綜合而言,各國國防預算占GDP比率,與國防戰略是否強調向外擴張或積極嚇阻,周邊威脅程度高低、是否處於戰爭狀態等等因素有關。

2025年1月10日,中國步兵戰車部隊在中國寧波進行實戰訓練。攝:Costfoto/NurPhoto via Getty Images

台刪凍國防預算引爭議,美籲提高軍費現疑美論

而在前文提及的聽證會上,柯伯吉除了同意特朗普「台灣軍費應提高到10%」的論點,也對台灣立法院削減國防支出表達「極度不安」的立場。參議員金(Angus King)也質詢:「若台灣本身不願全力投入自我防衛,美國是否應該派兵保護台灣?」柯伯吉則回應,台灣軍費削減已是美國朝野共同關切的議題,「要求美國人,尤其是美軍承擔風險,而盟友卻不願盡責任,對美國不公平,也不是可行的戰略。」參議員蘇利文(Dan Sullivan)甚至抨擊,由國民黨主導的國防預算刪減行動是一場「危險的遊戲」。

2025年台灣國防預算的挫折,關鍵不在於6470億餘元新台幣的總預算額度遭到大幅刪減,而是預算遭到針對性刪減與大量凍結。在扣除各項因素後,國防部門實際可運用的預算僅剩5486億餘元。

在遭刪減的84億元預算中,軍事裝備及設施預算被削減51億元,戰備工程設備及投資預算被削減13億元。此外,國外差旅費及出國教育訓練費被統刪15%,且不得流用,這將嚴重限制台灣與盟國的軍事交流,尤其影響美台軍事互訪、官兵赴美接裝武器與聯合演習的規模及人數,也將使原本就較為艱困的野戰部隊雪上加霜。
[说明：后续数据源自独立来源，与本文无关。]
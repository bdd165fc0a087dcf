//! Throttling policies: window length, request ceiling and denial metadata.

use std::fmt;
use std::str::FromStr;
use std::time::Duration;

const MINUTE_MS: u64 = 60 * 1000;
const HOUR_MS: u64 = 60 * MINUTE_MS;

/// Status code applied to denials unless a policy overrides it.
pub const DEFAULT_DENIAL_STATUS: u16 = 429;

const GENERIC_DENIAL: &str = "Too many requests, please try again later";

/// Errors produced when validating a policy.
#[derive(Debug, Clone, PartialEq, Eq, thiserror::Error)]
pub enum PolicyError {
    /// The window must cover at least one millisecond.
    #[error("window length must be at least 1ms (got {0:?})")]
    InvalidWindow(Duration),
    /// At least one request per window must be admissible.
    #[error("max_requests must be > 0 (got {provided})")]
    InvalidMaxRequests {
        /// Value provided by caller.
        provided: u32,
    },
    /// Denials must carry an HTTP error status.
    #[error("denial status code must be in 400..=599 (got {provided})")]
    InvalidStatusCode {
        /// Value provided by caller.
        provided: u16,
    },
}

/// Immutable, validated rate-limit policy.
///
/// Policies are plain data and can be shared freely across threads.
#[derive(Debug, Clone, PartialEq, Eq)]
pub struct RateLimitPolicy {
    window_ms: u64,
    max_requests: u32,
    message: String,
    status_code: u16,
}

impl RateLimitPolicy {
    /// Create a policy admitting `max_requests` per `window`, denying with status 429.
    ///
    /// # Examples
    /// ```
    /// use ratewindow::RateLimitPolicy;
    /// use std::time::Duration;
    /// let policy = RateLimitPolicy::new(Duration::from_secs(60), 3, "slow down").unwrap();
    /// assert_eq!(policy.max_requests(), 3);
    /// assert!(RateLimitPolicy::new(Duration::ZERO, 3, "slow down").is_err());
    /// ```
    pub fn new(
        window: Duration,
        max_requests: u32,
        message: impl Into<String>,
    ) -> Result<Self, PolicyError> {
        let window_ms = u64::try_from(window.as_millis()).unwrap_or(u64::MAX);
        if window_ms == 0 {
            return Err(PolicyError::InvalidWindow(window));
        }
        if max_requests == 0 {
            return Err(PolicyError::InvalidMaxRequests { provided: max_requests });
        }
        Ok(Self {
            window_ms,
            max_requests,
            message: message.into(),
            status_code: DEFAULT_DENIAL_STATUS,
        })
    }

    /// Override the status code attached to denials.
    pub fn with_status_code(mut self, status_code: u16) -> Result<Self, PolicyError> {
        if !(400..=599).contains(&status_code) {
            return Err(PolicyError::InvalidStatusCode { provided: status_code });
        }
        self.status_code = status_code;
        Ok(self)
    }

    /// Length of one counting window.
    pub fn window(&self) -> Duration {
        Duration::from_millis(self.window_ms)
    }

    /// Length of one counting window in milliseconds.
    pub fn window_ms(&self) -> u64 {
        self.window_ms
    }

    /// Requests admitted per window.
    pub fn max_requests(&self) -> u32 {
        self.max_requests
    }

    /// Message surfaced to callers on denial.
    pub fn message(&self) -> &str {
        &self.message
    }

    /// Protocol status the outer layer should apply on denial.
    pub fn status_code(&self) -> u16 {
        self.status_code
    }

    // Presets are built from constants that always pass validation.
    fn preset(window_ms: u64, max_requests: u32, message: &str) -> Self {
        Self {
            window_ms,
            max_requests,
            message: message.to_string(),
            status_code: DEFAULT_DENIAL_STATUS,
        }
    }

    /// Login and other credential endpoints: 5 per 15 minutes.
    pub fn auth() -> Self {
        Self::preset(15 * MINUTE_MS, 5, "Too many login attempts, please try again later")
    }

    /// General API traffic: 100 per minute.
    pub fn api() -> Self {
        Self::preset(MINUTE_MS, 100, GENERIC_DENIAL)
    }

    /// Read-only endpoints: 300 per minute.
    pub fn read() -> Self {
        Self::preset(MINUTE_MS, 300, GENERIC_DENIAL)
    }

    /// Mutating endpoints: 30 per minute.
    pub fn write() -> Self {
        Self::preset(MINUTE_MS, 30, "Too many write requests, please try again later")
    }

    /// Sensitive operations: 10 per hour.
    pub fn sensitive() -> Self {
        Self::preset(HOUR_MS, 10, "Too many sensitive operations, please try again later")
    }
}

/// The predefined policies.
#[derive(Debug, Clone, Copy, PartialEq, Eq, Hash)]
pub enum BuiltinPolicy {
    /// See [`RateLimitPolicy::auth`].
    Auth,
    /// See [`RateLimitPolicy::api`].
    Api,
    /// See [`RateLimitPolicy::read`].
    Read,
    /// See [`RateLimitPolicy::write`].
    Write,
    /// See [`RateLimitPolicy::sensitive`].
    Sensitive,
}

impl BuiltinPolicy {
    /// Every builtin, in registry order.
    pub const ALL: [BuiltinPolicy; 5] = [
        BuiltinPolicy::Auth,
        BuiltinPolicy::Api,
        BuiltinPolicy::Read,
        BuiltinPolicy::Write,
        BuiltinPolicy::Sensitive,
    ];

    /// Registry name.
    pub fn name(self) -> &'static str {
        match self {
            BuiltinPolicy::Auth => "auth",
            BuiltinPolicy::Api => "api",
            BuiltinPolicy::Read => "read",
            BuiltinPolicy::Write => "write",
            BuiltinPolicy::Sensitive => "sensitive",
        }
    }

    /// Build the policy.
    pub fn policy(self) -> RateLimitPolicy {
        match self {
            BuiltinPolicy::Auth => RateLimitPolicy::auth(),
            BuiltinPolicy::Api => RateLimitPolicy::api(),
            BuiltinPolicy::Read => RateLimitPolicy::read(),
            BuiltinPolicy::Write => RateLimitPolicy::write(),
            BuiltinPolicy::Sensitive => RateLimitPolicy::sensitive(),
        }
    }
}

impl fmt::Display for BuiltinPolicy {
    fn fmt(&self, f: &mut fmt::Formatter<'_>) -> fmt::Result {
        f.write_str(self.name())
    }
}

/// Returned when a name matches no builtin policy.
#[derive(Debug, Clone, PartialEq, Eq, thiserror::Error)]
#[error("unknown builtin policy '{0}'")]
pub struct UnknownBuiltin(pub String);

impl FromStr for BuiltinPolicy {
    type Err = UnknownBuiltin;

    fn from_str(s: &str) -> Result<Self, Self::Err> {
        BuiltinPolicy::ALL
            .into_iter()
            .find(|p| p.name() == s)
            .ok_or_else(|| UnknownBuiltin(s.to_string()))
    }
}
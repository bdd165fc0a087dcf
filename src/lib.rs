#![forbid(unsafe_code)]
#![cfg_attr(not(test), deny(clippy::all))]

//! # ratewindow
//!
//! In-process request admission control with fixed-window counters.
//!
//! ## Features
//!
//! - **Fixed-window store** keyed by opaque identifiers (user id, IP, composite key)
//! - **Named policies**: `auth`, `api`, `read`, `write`, `sensitive`, plus your own
//! - **`X-RateLimit-*` headers** computed without consuming a request slot
//! - **Middleware** with pluggable identifier strategies, and a tower layer
//! - **Managed reaper** that sweeps expired entries and can be stopped cleanly
//!
//! State is per process. Running several instances yields independent counters.
//!
//! ## Quick Start
//!
//! ```rust
//! use ratewindow::{RateLimitPolicy, RateLimitStore, RateLimitHeaders};
//! use std::time::Duration;
//!
//! let store = RateLimitStore::new();
//! let policy = RateLimitPolicy::new(Duration::from_secs(60), 3, "Too many requests").unwrap();
//!
//! for expected in [2, 1, 0] {
//!     let decision = store.check("u1", &policy);
//!     assert!(decision.is_allowed());
//!     assert_eq!(decision.remaining(), expected);
//! }
//! let denied = store.check("u1", &policy);
//! assert_eq!(denied.message(), Some("Too many requests"));
//!
//! let headers = RateLimitHeaders::query(&store, "u1", &policy).to_map();
//! assert_eq!(headers["X-RateLimit-Limit"], "3");
//! ```

pub mod clock;
#[cfg(feature = "config")]
pub mod config;
pub mod decision;
pub mod error;
pub mod headers;
pub mod limiter;
pub mod middleware;
pub mod policy;
pub mod prelude;
pub mod reaper;
pub mod registry;
pub mod store;

// Re-exports
pub use clock::{Clock, ManualClock, SystemClock};
pub use decision::{Allowance, Decision, Denial};
pub use error::RateLimitError;
pub use headers::{RateLimitHeaders, HEADER_LIMIT, HEADER_REMAINING, HEADER_RESET};
pub use limiter::{RateLimiter, RateLimiterBuilder};
pub use middleware::{Composite, IdentifierExtractor, RateLimitLayer, RateLimitMiddleware, RateLimitService};
pub use policy::{BuiltinPolicy, PolicyError, RateLimitPolicy, DEFAULT_DENIAL_STATUS};
pub use reaper::{Reaper, ReaperError, DEFAULT_REAPER_INTERVAL};
pub use registry::{PolicyRegistry, UnknownPolicy};
pub use store::{RateLimitEntry, RateLimitStore};

#[cfg(doctest)]
#[doc = include_str!("../README.md")]
pub struct ReadmeDoctests;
此外,2025年的國防預算中,有高達新台幣899億4000多萬元的預算遭到凍結,影響範圍涵蓋38項業務案。按照立法院的規定,只有在支應比例達到3成以上時,才能向院會提出報告並解除凍結。然而,倘若解凍時程恰逢休會期間,這將近900億元的預算很可能在整個年度內都難以啟用,為國防建設帶來嚴峻的影響。

其中,最受矚目的是潛艦國造計畫第三階段的20億元預算遭到50%凍結,並附帶「需待海鯤號完成海上測試並通過驗證後方可動支」的條件。這可能導致建造計畫延宕1至2年,增加與外國合作的風險,並可能造成技術團隊的流失,延緩台灣海上防衛戰力的部署。

同時,在軍事投資和後勤維持兩大項目下,各項武器採購、後勤補給及油料等業務費共計2545億元,亦遭到30%的凍結,確切數字難以估算。這將影響各類武器彈藥的籌獲進度與數量,不利裝備零件的供應、後勤維修與油料補給,進而影響整體戰備狀態。

除了金額總數的爭議,預算「內容怎麼編列」也是觀察重點。據統計,台灣國防預算向來存在著「人員維持費」占比過高的問題。理想上,國防預算應維持「人員維持費」、「軍事投資費」、「作業維持費」4:3:3的比例,但台灣的人員維持費卻常高於45%,此問題在馬英九政府時期尤為明顯,2012年甚至高達49%。即便到了蔡英文政府執政,也未明顯見好轉。直到恢復義務役後,人員維持費占比才明顯下降。即使如此,在2017年到2024年的預算編列中,軍事投資費也僅佔24%到29%,與作業維持費此消彼長。

在特朗普第二任期,美國大幅調整戰略部署、重回西太平洋對抗中國的此時此刻,美國一方面要求台灣提高軍費支出,同時台灣國會選擇對國防開支大力刪凍,對美國來說,這是台灣自我防衛決心的評估;而對台灣一些意見來說,這意味著美國在台海戰爭時不會派兵來台。

2024年2月6日,台灣總統蔡英文訪問台灣新竹軍事基地期間,軍人舉行訓練。攝:Ritchie B.Tongo/EPA/達志影像

東吳大學政治系助理教授陳方隅則直言,持續糾結於美國是否會出兵援台,在他看來是「沒有意義且被刻意挑起的假議題」。他表示,「疑美論」的核心論述是美國不會幫助台灣,最終目的是論證台灣面對中國時無人可援,唯有選擇投降。

陳方隅指出,不論美國對台灣有何善意舉動,「疑美論」者都會以負面角度解讀。他特別提到,「疑美論」在台灣政治脈絡中有其特殊現象,2016年時親中派針對泛藍陣營散播,但到了2020年則轉向泛綠陣營。

關於美國的戰略模糊政策是否助長「疑美論」,陳方隅認為即使轉為戰略清晰也無法有效減緩,「拜登政府任內已多次明確表態支持台灣,但不信任者仍舊不信。」他指出,美國人已明確表示「不可能比台灣人自己更想要防禦台灣」,台灣的防禦是台灣自己要負責的事情。